You may avoid probate on the transfer of some assets at your death through the use of beneficiary designations. Laws regarding what assets may be transferred without probate (non-probate transfer laws) vary from state to state. Some common examples include life insurance death benefits and bank accounts.
These allow you to appoint someone you know and trust to make your personal health care and financial decisions even when you cannot. If you are incapacitated without these legal documents, then you and your family will be involved in a probate proceeding known as a guardianship and conservatorship. This is the court proceeding where a judge determines who should make these decisions for you under the ongoing supervision of the court.
This is an agreement with three parties: the Trust-makers, the Trustees (or Trust Managers), and the Trust Beneficiaries. For example, a husband and wife may name themselves all three parties to create their trust, manage all the assets transferred to the trust, and have full use and enjoyment of all the trust assets as beneficiaries. Further "back-up" managers can step in under the terms of the trust to manage the assets should the couple become incapacitated or die. Special provisions in the trust also control the management and distribution of assets to heirs in the event of the trustmaker's death. With proper planning, the couple also can avoid or eliminate death taxes on their estate. The Revocable Living Trust may allow them to accomplish all this outside of any court proceeding.

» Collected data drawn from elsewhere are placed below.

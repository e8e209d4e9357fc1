//! # 6502 CPU Implementation
//!
//! Register file, stack discipline, interrupt entry and the table-driven
//! dispatcher. Instruction bodies live in [`crate::instructions`].

use serde::{Deserialize, Serialize};

use crate::addressing;
use crate::bus::Bus;
use crate::error::{CpuError, Result};
use crate::opcodes::{self, Op};

pub const STACK_BASE: u16 = 0x0100;
pub const NMI_VECTOR: u16 = 0xFFFA;
pub const RESET_VECTOR: u16 = 0xFFFC;
pub const IRQ_VECTOR: u16 = 0xFFFE;

/// Stack pointer after reset, as expected by nestest-style conformance logs.
pub const RESET_SP: u8 = 0xFD;
/// Status after reset: IRQ-disable and Unused.
pub const RESET_STATUS: u8 = Flag::IrqDisable as u8 | Flag::Unused as u8;

/// Cycles spent entering an NMI or IRQ handler.
pub const INTERRUPT_CYCLES: u32 = 7;

#[derive(Debug, Copy, Clone, PartialEq, Eq)]
pub enum Flag {
    Carry      = 0b00000001,
    Zero       = 0b00000010,
    IrqDisable = 0b00000100,
    Decimal    = 0b00001000,
    Break      = 0b00010000,
    Unused     = 0b00100000,
    Overflow   = 0b01000000,
    Negative   = 0b10000000,
}

#[derive(Debug, Copy, Clone, PartialEq, Eq)]
pub enum Interrupt {
    Nmi,
    Irq,
}

/// What a single call to [`Cpu::step`] did.
#[derive(Debug, Copy, Clone, PartialEq, Eq)]
pub enum StepOutcome {
    /// One instruction ran to completion.
    Executed { cycles: u32 },
    /// The processor is locked up on a JAM opcode and will not advance
    /// until reset.
    Halted { opcode: u8 },
}

impl StepOutcome {
    pub fn cycles(&self) -> u32 {
        match *self {
            StepOutcome::Executed { cycles } => cycles,
            StepOutcome::Halted { .. } => 0,
        }
    }

    pub fn is_halted(&self) -> bool {
        matches!(self, StepOutcome::Halted { .. })
    }
}

/// Plain snapshot of the programmer-visible registers.
#[derive(Debug, Copy, Clone, PartialEq, Eq, Default, Serialize, Deserialize)]
pub struct Registers {
    pub a: u8,
    pub x: u8,
    pub y: u8,
    pub sp: u8,
    pub pc: u16,
    pub p: u8,
}

pub struct Cpu {
    pub(crate) pc: u16,
    pub(crate) sp: u8,
    pub a: u8,
    pub x: u8,
    pub y: u8,
    pub p: u8,
    jammed: Option<u8>,
}

impl Cpu {
    pub fn new() -> Self {
        Cpu {
            pc: 0,
            sp: 0,
            a: 0,
            x: 0,
            y: 0,
            p: 0,
            jammed: None,
        }
    }

    /// Put the CPU into its documented post-reset state and load PC from the
    /// reset vector. The stack pointer is set to `$FD` directly instead of
    /// modelling the three suppressed pushes.
    pub fn reset<B: Bus + ?Sized>(&mut self, bus: &mut B) {
        self.a = 0;
        self.x = 0;
        self.y = 0;
        self.sp = RESET_SP;
        self.p = RESET_STATUS;
        self.jammed = None;
        self.pc = bus.read_word(RESET_VECTOR);
        log::debug!("Reset: PC=${:04X}", self.pc);
    }

    pub fn pc(&self) -> u16 {
        self.pc
    }

    pub fn set_pc(&mut self, pc: u16) {
        self.pc = pc;
    }

    pub fn sp(&self) -> u8 {
        self.sp
    }

    pub fn status(&self) -> u8 {
        self.p
    }

    pub fn flag(&self, flag: Flag) -> bool {
        self.get_flag(flag)
    }

    /// The JAM opcode the processor locked up on, if any.
    pub fn jammed(&self) -> Option<u8> {
        self.jammed
    }

    pub fn registers(&self) -> Registers {
        Registers {
            a: self.a,
            x: self.x,
            y: self.y,
            sp: self.sp,
            pc: self.pc,
            p: self.p,
        }
    }

    pub fn set_registers(&mut self, registers: Registers) {
        self.a = registers.a;
        self.x = registers.x;
        self.y = registers.y;
        self.sp = registers.sp;
        self.pc = registers.pc;
        self.p = registers.p;
    }

    /// Execute exactly one instruction and report its cycle cost.
    ///
    /// Undefined opcodes return [`CpuError::UndefinedOpcode`] with PC left on
    /// the offending byte. JAM opcodes lock the processor up; every later call
    /// returns [`StepOutcome::Halted`] until [`Cpu::reset`].
    pub fn step<B: Bus + ?Sized>(&mut self, bus: &mut B) -> Result<StepOutcome> {
        if let Some(opcode) = self.jammed {
            return Ok(StepOutcome::Halted { opcode });
        }

        let pc = self.pc;
        let opcode = bus.read(pc);
        let instruction = opcodes::lookup(opcode);

        match instruction.op {
            Op::Jam => {
                log::warn!("CPU jammed on opcode 0x{:02X} at PC: 0x{:04X}", opcode, pc);
                self.jammed = Some(opcode);
                return Ok(StepOutcome::Halted { opcode });
            }
            Op::Undefined => {
                log::warn!(
                    "Undefined instruction: 0x{:02X} ({}) at PC: 0x{:04X}",
                    opcode,
                    instruction.mnemonic,
                    pc
                );
                return Err(CpuError::UndefinedOpcode { opcode, pc });
            }
            _ => {}
        }

        let operand = addressing::resolve(instruction.mode, pc, self.x, self.y, bus);
        self.pc = pc.wrapping_add(instruction.len());

        let mut cycles = instruction.cycles as u32 + self.execute(instruction.op, operand, bus);
        if instruction.page_penalty && operand.page_crossed {
            cycles += 1;
        }

        Ok(StepOutcome::Executed { cycles })
    }

    /// Enter the NMI or IRQ handler. Only valid between steps. Returns the
    /// cycles spent, which is zero when an IRQ is masked or the CPU is jammed.
    pub fn interrupt<B: Bus + ?Sized>(&mut self, bus: &mut B, kind: Interrupt) -> u32 {
        if self.jammed.is_some() {
            return 0;
        }
        if kind == Interrupt::Irq && self.get_flag(Flag::IrqDisable) {
            return 0;
        }

        self.push_word(bus, self.pc);
        let status = (self.p | Flag::Unused as u8) & !(Flag::Break as u8);
        self.push_byte(bus, status);
        self.set_flag(Flag::IrqDisable, true);

        let vector = match kind {
            Interrupt::Nmi => NMI_VECTOR,
            Interrupt::Irq => IRQ_VECTOR,
        };
        self.pc = bus.read_word(vector);
        log::debug!("{:?}: jumping to ${:04X}", kind, self.pc);
        INTERRUPT_CYCLES
    }

    pub(crate) fn pop_byte<B: Bus + ?Sized>(&mut self, bus: &mut B) -> u8 {
        self.sp = self.sp.wrapping_add(1);
        bus.read(STACK_BASE + self.sp as u16)
    }

    pub(crate) fn push_byte<B: Bus + ?Sized>(&mut self, bus: &mut B, value: u8) {
        bus.write(STACK_BASE + self.sp as u16, value);
        self.sp = self.sp.wrapping_sub(1);
    }

    pub(crate) fn pop_word<B: Bus + ?Sized>(&mut self, bus: &mut B) -> u16 {
        let lo = self.pop_byte(bus) as u16;
        let hi = self.pop_byte(bus) as u16;
        (hi << 8) | lo
    }

    pub(crate) fn push_word<B: Bus + ?Sized>(&mut self, bus: &mut B, value: u16) {
        self.push_byte(bus, (value >> 8) as u8);
        self.push_byte(bus, value as u8);
    }

    pub(crate) fn get_flag(&self, flag: Flag) -> bool {
        (self.p & flag as u8) != 0
    }

    pub(crate) fn set_flag(&mut self, flag: Flag, value: bool) {
        if value {
            self.p |= flag as u8;
        } else {
            self.p &= !(flag as u8);
        }
    }

    pub(crate) fn set_flags_zero_negative(&mut self, value: u8) {
        self.set_flag(Flag::Zero, value == 0);
        self.set_flag(Flag::Negative, value & 0b1000_0000 != 0);
    }

    pub(crate) fn carry(&self) -> u8 {
        if self.get_flag(Flag::Carry) {
            1
        } else {
            0
        }
    }
}

impl Default for Cpu {
    fn default() -> Self {
        Self::new()
    }
}

#[cfg(test)]
mod tests {
    use super::*;
    use crate::bus::FlatBus;

    /// Counts every bus access so tests can check the access contract.
    struct CountingBus {
        inner: FlatBus,
        reads: usize,
        writes: usize,
    }

    impl CountingBus {
        fn new() -> Self {
            CountingBus {
                inner: FlatBus::new(),
                reads: 0,
                writes: 0,
            }
        }
    }

    impl Bus for CountingBus {
        fn read(&mut self, address: u16) -> u8 {
            self.reads += 1;
            self.inner.read(address)
        }

        fn write(&mut self, address: u16, value: u8) {
            self.writes += 1;
            self.inner.write(address, value)
        }
    }

    fn cpu_at(bus: &mut FlatBus, pc: u16, program: &[u8]) -> Cpu {
        bus.load(pc, program).unwrap();
        let mut cpu = Cpu::new();
        cpu.reset(bus);
        cpu.pc = pc;
        cpu
    }

    #[test]
    fn test_reset_state() {
        let mut bus = FlatBus::new();
        bus.poke(0xFFFC, 0x34);
        bus.poke(0xFFFD, 0x12);
        let mut cpu = Cpu::new();
        cpu.a = 0x55;
        cpu.x = 0x66;
        cpu.y = 0x77;
        cpu.reset(&mut bus);
        assert_eq!(cpu.pc(), 0x1234);
        assert_eq!(cpu.sp(), 0xFD);
        assert_eq!(cpu.status(), 0x24);
        assert_eq!((cpu.a, cpu.x, cpu.y), (0, 0, 0));
    }

    #[test]
    fn test_zero_negative_for_every_byte() {
        let mut cpu = Cpu::new();
        for v in 0..=255u8 {
            cpu.p = Flag::Carry as u8 | Flag::Overflow as u8;
            cpu.set_flags_zero_negative(v);
            assert_eq!(cpu.get_flag(Flag::Negative), v & 0x80 != 0);
            assert_eq!(cpu.get_flag(Flag::Zero), v == 0);
            assert!(cpu.get_flag(Flag::Carry));
            assert!(cpu.get_flag(Flag::Overflow));
        }
    }

    #[test]
    fn test_stack_push_pop_wraps() {
        let mut bus = FlatBus::new();
        let mut cpu = Cpu::new();
        cpu.sp = 0x00;
        cpu.push_byte(&mut bus, 0xAB);
        assert_eq!(cpu.sp, 0xFF);
        assert_eq!(bus.peek(0x0100), 0xAB);
        cpu.push_byte(&mut bus, 0xCD);
        assert_eq!(bus.peek(0x01FF), 0xCD);
        assert_eq!(cpu.pop_byte(&mut bus), 0xCD);
        assert_eq!(cpu.pop_byte(&mut bus), 0xAB);
        assert_eq!(cpu.sp, 0x00);
    }

    #[test]
    fn test_push_word_order() {
        let mut bus = FlatBus::new();
        let mut cpu = Cpu::new();
        cpu.sp = 0xFD;
        cpu.push_word(&mut bus, 0x1234);
        assert_eq!(bus.peek(0x01FD), 0x12);
        assert_eq!(bus.peek(0x01FC), 0x34);
        assert_eq!(cpu.pop_word(&mut bus), 0x1234);
    }

    #[test]
    fn test_undefined_opcode_is_an_error() {
        let mut bus = FlatBus::new();
        let mut cpu = cpu_at(&mut bus, 0x8000, &[0xAB, 0x00]);
        let err = cpu.step(&mut bus).unwrap_err();
        assert!(matches!(
            err,
            CpuError::UndefinedOpcode {
                opcode: 0xAB,
                pc: 0x8000
            }
        ));
        assert_eq!(cpu.pc(), 0x8000);
    }

    #[test]
    fn test_jam_halts_until_reset() {
        let mut bus = FlatBus::new();
        let mut cpu = cpu_at(&mut bus, 0x8000, &[0x02, 0xEA]);
        assert_eq!(
            cpu.step(&mut bus).unwrap(),
            StepOutcome::Halted { opcode: 0x02 }
        );
        assert_eq!(
            cpu.step(&mut bus).unwrap(),
            StepOutcome::Halted { opcode: 0x02 }
        );
        assert_eq!(cpu.pc(), 0x8000);
        assert_eq!(cpu.jammed(), Some(0x02));

        cpu.reset(&mut bus);
        assert_eq!(cpu.jammed(), None);
    }

    #[test]
    fn test_register_only_instruction_touches_no_memory() {
        let mut bus = CountingBus::new();
        bus.inner.load(0x8000, &[0xAA]).unwrap();
        let mut cpu = Cpu::new();
        cpu.pc = 0x8000;
        cpu.step(&mut bus).unwrap();
        assert_eq!(bus.reads, 1);
        assert_eq!(bus.writes, 0);
    }

    #[test]
    fn test_read_modify_write_writes_once() {
        let mut bus = CountingBus::new();
        bus.inner.load(0x8000, &[0xE6, 0x10]).unwrap();
        let mut cpu = Cpu::new();
        cpu.pc = 0x8000;
        cpu.step(&mut bus).unwrap();
        assert_eq!(bus.writes, 1);
        // opcode, operand byte, data read
        assert_eq!(bus.reads, 3);
        assert_eq!(bus.inner.peek(0x0010), 0x01);
    }

    #[test]
    fn test_nmi_entry() {
        let mut bus = FlatBus::new();
        bus.poke(0xFFFA, 0x00);
        bus.poke(0xFFFB, 0x90);
        let mut cpu = cpu_at(&mut bus, 0x8123, &[]);
        cpu.p = 0x20 | Flag::Carry as u8;
        assert_eq!(cpu.interrupt(&mut bus, Interrupt::Nmi), 7);
        assert_eq!(cpu.pc(), 0x9000);
        assert_eq!(cpu.sp(), 0xFA);
        assert_eq!(bus.peek(0x01FD), 0x81);
        assert_eq!(bus.peek(0x01FC), 0x23);
        assert_eq!(bus.peek(0x01FB), 0x21);
        assert!(cpu.flag(Flag::IrqDisable));
    }

    #[test]
    fn test_irq_masked() {
        let mut bus = FlatBus::new();
        let mut cpu = cpu_at(&mut bus, 0x8000, &[]);
        assert!(cpu.flag(Flag::IrqDisable));
        assert_eq!(cpu.interrupt(&mut bus, Interrupt::Irq), 0);
        assert_eq!(cpu.pc(), 0x8000);
        assert_eq!(cpu.sp(), 0xFD);
    }

    #[test]
    fn test_irq_taken_when_enabled() {
        let mut bus = FlatBus::new();
        bus.poke(0xFFFE, 0x00);
        bus.poke(0xFFFF, 0xA0);
        let mut cpu = cpu_at(&mut bus, 0x8000, &[]);
        cpu.set_flag(Flag::IrqDisable, false);
        assert_eq!(cpu.interrupt(&mut bus, Interrupt::Irq), 7);
        assert_eq!(cpu.pc(), 0xA000);
        assert_eq!(bus.peek(0x01FB) & Flag::Break as u8, 0);
    }

    #[test]
    fn test_registers_round_trip() {
        let mut cpu = Cpu::new();
        let regs = Registers {
            a: 1,
            x: 2,
            y: 3,
            sp: 4,
            pc: 0x0506,
            p: 0x24,
        };
        cpu.set_registers(regs);
        assert_eq!(cpu.registers(), regs);
    }
}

The answer to this question is very individual and depends on a person’s or couple’s assets and unique family situation. For example, if planning for incapacity is a concern, a living trust can be very useful, as it is easier for a successor trustee to step in to manage complicated assets than simply relying on an agent with a power of attorney. Also, although probate in Texas is relatively inexpensive and quick, if you have assets in other states, you should know that probate in some states is enormously expensive and can take years. Obviously there are advantages and disadvantages and you should consult with an attorney to help you make this decision. A revocable living trust is never the automatic answer and they are often overused and recommended too often. Creating one can cost as much or more than probate in Texas would cost and must be paid for immediately, unlike probate costs which will not occur until a death.